Those Who Work Together, Build Together

Laurent Lutz details how a corporate split led to new career development opportunities for lawyers at Sallie Mae

(Kelli Wilke)

It’s been said that breaking up is hard to do, but in some cases, it enables the disjoined parts to be stronger than ever. Take, for instance, student loan company Sallie Mae, which split into two businesses in 2014. Formed in 2005, Sallie Mae Bank operates as an independent consumer bank offering saving products and private student loans directly, while all of the company’s pre-2014 businesses, including the federal student loan business, went their own way as Navient Corporation.

Executing the split—considering the numerous intertwined functions—was similar to separating conjoined twins, explains Laurent Lutz, executive vice president, general counsel, and corporate secretary of Sallie Mae. With that work completed, Sallie Mae has continued to focus on the future, spearheading customer service innovations and creating new opportunities for its legal staff. Lutz could have chosen to work for either of the two post-separated enterprises. He chose Sallie Mae, the smaller of the two, largely because he wanted more opportunities to mentor young lawyers.

Attending to career development of staff was one aspect he didn’t have much time for before the split, due to his extensive organization-wide responsibilities. He realized that training younger staff members would be necessary for the new, smaller Sallie Mae. And, recalling the guidance he received earlier in his career, he looked forward to providing it to others.

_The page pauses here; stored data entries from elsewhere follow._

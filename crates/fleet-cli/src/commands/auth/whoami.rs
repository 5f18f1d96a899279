use crate::cli::GlobalFlags;
use crate::context::AppContext;
use crate::output::output;

pub async fn run(ctx: &AppContext, flags: &GlobalFlags) -> anyhow::Result<()> {
    let user = ctx.api.signed_in_user().await?;
    output(&user, flags.format)
}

“It’s rewarding to watch people grow,” Lutz says. How employees progress on the job and show loyalty are measures of a manager’s effectiveness, he adds. One piece of advice that Lutz heard earlier in his career, “You’re not getting anywhere unless your people support you,” still rings true to this day.

Lutz’s way of gaining this support was to encourage his staff to move outside of well-worn paths into new terrain. Before the split, much of Sallie Mae’s twenty-lawyer-team had narrowly defined roles and responsibilities. There were specialists in Department of Education regulatory compliance, data privacy, state banking laws, and other areas. After the split, the new Sallie Mae would have just twelve lawyers, and it would have to function differently in order to support a much higher-growth business. “We couldn’t afford to have an expert in every area of law or rely too heavily on outside counsel,” Lutz says. “But we also couldn’t take the risk of letting people dabble.” That meant in-house lawyers had to commit to deep cross-training in unfamiliar disciplines.

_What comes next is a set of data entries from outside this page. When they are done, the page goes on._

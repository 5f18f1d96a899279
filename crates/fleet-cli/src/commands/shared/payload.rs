use std::io::Read;
use std::path::Path;

use anyhow::Context;
use serde::de::DeserializeOwned;

/// Read a JSON draft from a file, or from stdin when the path is `-`.
pub fn read_draft<T: DeserializeOwned>(path: &Path) -> anyhow::Result<T> {
    let raw = if path.as_os_str() == "-" {
        let mut buffer = String::new();
        std::io::stdin()
            .read_to_string(&mut buffer)
            .context("failed to read payload from stdin")?;
        buffer
    } else {
        std::fs::read_to_string(path)
            .with_context(|| format!("failed to read payload file {}", path.display()))?
    };

    serde_json::from_str(&raw).with_context(|| {
        format!(
            "invalid payload in {} (try `flt template <form>` for the expected shape)",
            path.display()
        )
    })
}

#[cfg(test)]
mod tests {
    use std::io::Write;

    use fleet_core::entities::movement_register::MovementRegisterDraft;

    use super::read_draft;

    #[test]
    fn reads_draft_from_file() {
        let mut file = tempfile::NamedTempFile::new().expect("temp file");
        write!(
            file,
            r#"{{
                "veh_number": "GW-881-22",
                "month": "March",
                "week": "Week 2",
                "date_from": "2025-03-10",
                "date_to": "2025-03-14",
                "meter_start": 45200,
                "meter_end": 45790,
                "km": 590,
                "security_name": "J. Ankrah"
            }}"#
        )
        .expect("write payload");

        let draft: MovementRegisterDraft = read_draft(file.path()).expect("draft should parse");
        assert_eq!(draft.km, 590);
    }

    #[test]
    fn bad_json_mentions_template_command() {
        let mut file = tempfile::NamedTempFile::new().expect("temp file");
        write!(file, "{{ not json").expect("write payload");

        let err = read_draft::<MovementRegisterDraft>(file.path()).unwrap_err();
        assert!(format!("{err:#}").contains("flt template"));
    }

    #[test]
    fn missing_file_names_the_path() {
        let err = read_draft::<MovementRegisterDraft>(std::path::Path::new(
            "/nonexistent/payload.json",
        ))
        .unwrap_err();
        assert!(format!("{err:#}").contains("/nonexistent/payload.json"));
    }
}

Many people eagerly stepped up to learn new roles. Lutz developed what turned out to be “old-fashioned apprenticeships” for team members who tagged along with the general counsel for the better part of a year. For example, they accompanied him to meetings, where executives went over SEC financial reporting matters. “They learned, say, what the parts of a 10K are and why—tedious due diligence basics—they are building blocks for other things,” Lutz explains. This was an exercise in building sweat equity in which young lawyers developed a framework for becoming well-rounded professionals.

One of the key areas of focus for Sallie Mae since the split has been improving the customer experience from application through repayment. Post-spin, this customer-first approach meant putting in place new policies, procedures, operations, and technology platforms. The company also moved all customer service for its private student loans to the United States. To respond to the needs of its customers, it also launched an award-winning mobile app and Apple Watch app.

“If you want to learn to be a good lawyer, you probably need to go someplace where they need a good lawyer—where there are complex problems to be solved.”

“We’re listening to our customers who want a streamlined, straightforward process, so we’ve reduced the number of touch points so they can get as much done as possible on their own, whether they are using our newly designed website, simplified loan application, or mobile apps,” Lutz says.

Legal support for these customer service enhancements include not only contract negotiation, but also areas as diverse as investigating the data privacy ramifications and other regulatory and business considerations. These can affect the decision whether to buy solutions or services from third parties, or to build them in-house.

“We want to be part of the execution of the business strategy instead of just a gatekeeper or defender of previously made decisions,” Lutz says.

For instance, legal was intimately involved in developing simplified explanatory scripts for phone service representatives as they assist customers. This resulted in saving time and providing customers with faster access to more understandable information. “We spent an enormous amount of time on this,” Lutz recalls.

Lutz acknowledges that his approach can be a bit of a dare, but it’s one that he has seen pay dividends in his own career and those who work with him. A senior attorney once expressed her gratitude ironically. “She told me I was the best/worst boss she ever had,” Lutz says. That might be a funny way of putting it, but Lutz took it as a hearty compliment that speaks to his advice for young attorneys. “If you want to learn to be a good lawyer, you probably need to go someplace where they need a good lawyer—where there are complex problems to be solved,” he says. “Hold yourself accountable for solving them—no matter what.”

Lutz realizes that finding those opportunities means that some lawyers may have to venture elsewhere. “You cannot expect somebody to be in the same place for forty years,” Lutz says. “That’s not the way the world works today.”

On the other hand, he says, if you’ve developed an environment where lawyers are encouraged to take chances and broaden their skills, then there’s a good chance they will come back to your organization. And that might be the most rewarding compliment a manager could receive.